C'est le cas surtout des Chefs et Cadres, qui, on l'a vu, ont bénéficié d'un traitement spécial. Les intégrations ont en même temps permis à l'Etat de répondre à une question centrale des Accords de Paix, à savoir la sécurité des zones touchées par le conflit. La mise en place des Unités Sahariennes de Sécurité (USS), corps constitué en majorité des ex-combattants et/ou des ressortissants des zones affectées par la Rébellion, a été considérée comme un des quatre (4) piliers des Accords de Paix par le HCRP. Ces Unités ont absorbé 1602 ex-combattants, soit 53,15% du total des ex-combattants intégrés. Ceux-ci ont été repartis dans les quatre compagnies créées par décret n°98-038/PRN/MI/AT du 23 janvier 1998 dans les zones touchées par le conflit (Kawar, Manga, Aïr et Azawak).

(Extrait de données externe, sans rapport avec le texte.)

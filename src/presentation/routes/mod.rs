// Copyright (c) 2025 Kirky.X
//
// Licensed under the MIT License
// See LICENSE file in the project root for full license information.

use crate::application::use_cases::crawl_use_case::CrawlUseCase;
use crate::application::use_cases::parse_use_case::ParseUseCase;
use crate::domain::repositories::block_repository::BlockRepository;
use crate::domain::repositories::operation_repository::OperationRepository;
use crate::presentation::handlers::{crawl_handler, parse_handler};
use crate::queue::job_queue::JobQueue;
use axum::{
    routing::{get, post},
    Extension, Router,
};
use std::sync::Arc;
use tower_http::trace::TraceLayer;

/// 创建应用路由
///
/// # 参数
///
/// * `parse_use_case` - 解析用例
/// * `crawl_use_case` - 爬取用例
///
/// # 返回值
///
/// 返回配置好的路由
pub fn routes<O, B, Q>(
    parse_use_case: Arc<ParseUseCase<O, B, Q>>,
    crawl_use_case: Arc<CrawlUseCase>,
) -> Router
where
    O: OperationRepository + 'static,
    B: BlockRepository + 'static,
    Q: JobQueue + 'static,
{
    let public_routes = Router::new()
        .route("/health", get(health_check))
        .route("/v1/version", get(version));

    let api_routes = Router::new()
        .route("/v1/parse", post(parse_handler::submit_parse::<O, B, Q>))
        .route(
            "/v1/operations/{id}",
            get(parse_handler::get_operation::<O, B, Q>),
        )
        .route("/v1/crawl", post(crawl_handler::create_crawl))
        .layer(Extension(parse_use_case))
        .layer(Extension(crawl_use_case));

    Router::new()
        .merge(public_routes)
        .merge(api_routes)
        .layer(TraceLayer::new_for_http())
}

/// 健康检查端点
///
/// # 返回值
///
/// 返回"OK"字符串
pub async fn health_check() -> &'static str {
    "OK"
}

/// 版本信息端点
///
/// # 返回值
///
/// 返回应用版本号
pub async fn version() -> &'static str {
    env!("CARGO_PKG_VERSION")
}
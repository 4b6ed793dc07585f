// Copyright 2025 Kirky.X
//
// Licensed under the Apache License, Version 2.0 (the "License");
// you may not use this file except in compliance with the License.
// You may obtain a copy of the License at
//
//     http://www.apache.org/licenses/LICENSE-2.0
//
// Unless required by applicable law or agreed to in writing, software
// distributed under the License is distributed on an "AS IS" BASIS,
// WITHOUT WARRANTIES OR CONDITIONS OF ANY KIND, either express or implied.
// See the License for the specific language governing permissions and
// limitations under the License.

use sea_orm::entity::prelude::*;
use uuid::Uuid;

#[derive(Clone, Debug, PartialEq, DeriveEntityModel)]
#[sea_orm(table_name = "operations")]
pub struct Model {
    #[sea_orm(primary_key, auto_increment = false)]
    pub id: Uuid,
    pub url: String,
    pub status: String,
    pub created_at: ChronoDateTimeWithTimeZone,
    pub updated_at: ChronoDateTimeWithTimeZone,
}

#[derive(Copy, Clone, Debug, EnumIter, DeriveRelation)]
pub enum Relation {
    #[sea_orm(has_many = "super::block::Entity")]
    Blocks,
}

impl Related<super::block::Entity> for Entity {
    fn to() -> RelationDef {
        Relation::Blocks.def()
    }
}

impl ActiveModelBehavior for ActiveModel {}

En ce qui concerne la réinsertion socio-économique, le processus accusa un long retard. Ce processus a concerné au total 4050 ex-combattants. Au début, le Relevé de Conclusions du 4 juillet 1996 prévoyait 3500 éléments. Par la suite s'étaient ajoutés 250 éléments consécutivement aux Relevés de Conclusions conclus entre le HCRP et le FDR, la Milice Peulh et la Milice Arabe de N'Guigmi. En plus, en septembre 2000, des 600 ex-combattants initialement destinés à un recrutement dans les Sociétés d'Etat, 300 avaient opté pour la réinsertion socio-économique.

Tableau n°4 : La situation des intégrations dans les corps de l'Etat

Corps

Effectifs prévus

Effectifs intégrés

Forces Armées Nigériennes (FAN)

274

274

Gendarmerie Nationale

66

66

Unités Sahariennes de Sécurité

1602

1602

Garde Républicaine

91

91

Police Nationale

107

107

Douanes

120

120

Forêt/Faune

112

112

Sous/total 1

2372

2372

Université

152

152

Lycées/Collèges

160

160

Ecoles Normales

85

85

Ecoles Nationale de Santé Publique

65

65

ENA-IFTIC-IPDR1

61

61

Fonction Publique

7

7

Auxiliaires Ministère de l'Education

73

73

Auxiliaires Ministère de la Santé
Publique

40

40

Sous/total 2

642

642

Total général

3014

3014

 

Source : HCRP, Bilan du processus de paix, août 2004, p. 6.

1 Ecole Nationale d'Administration, Institut de Formation aux Techniques de l'Information et de la Communication, Institut Pratique de Développement Rural (Kollo).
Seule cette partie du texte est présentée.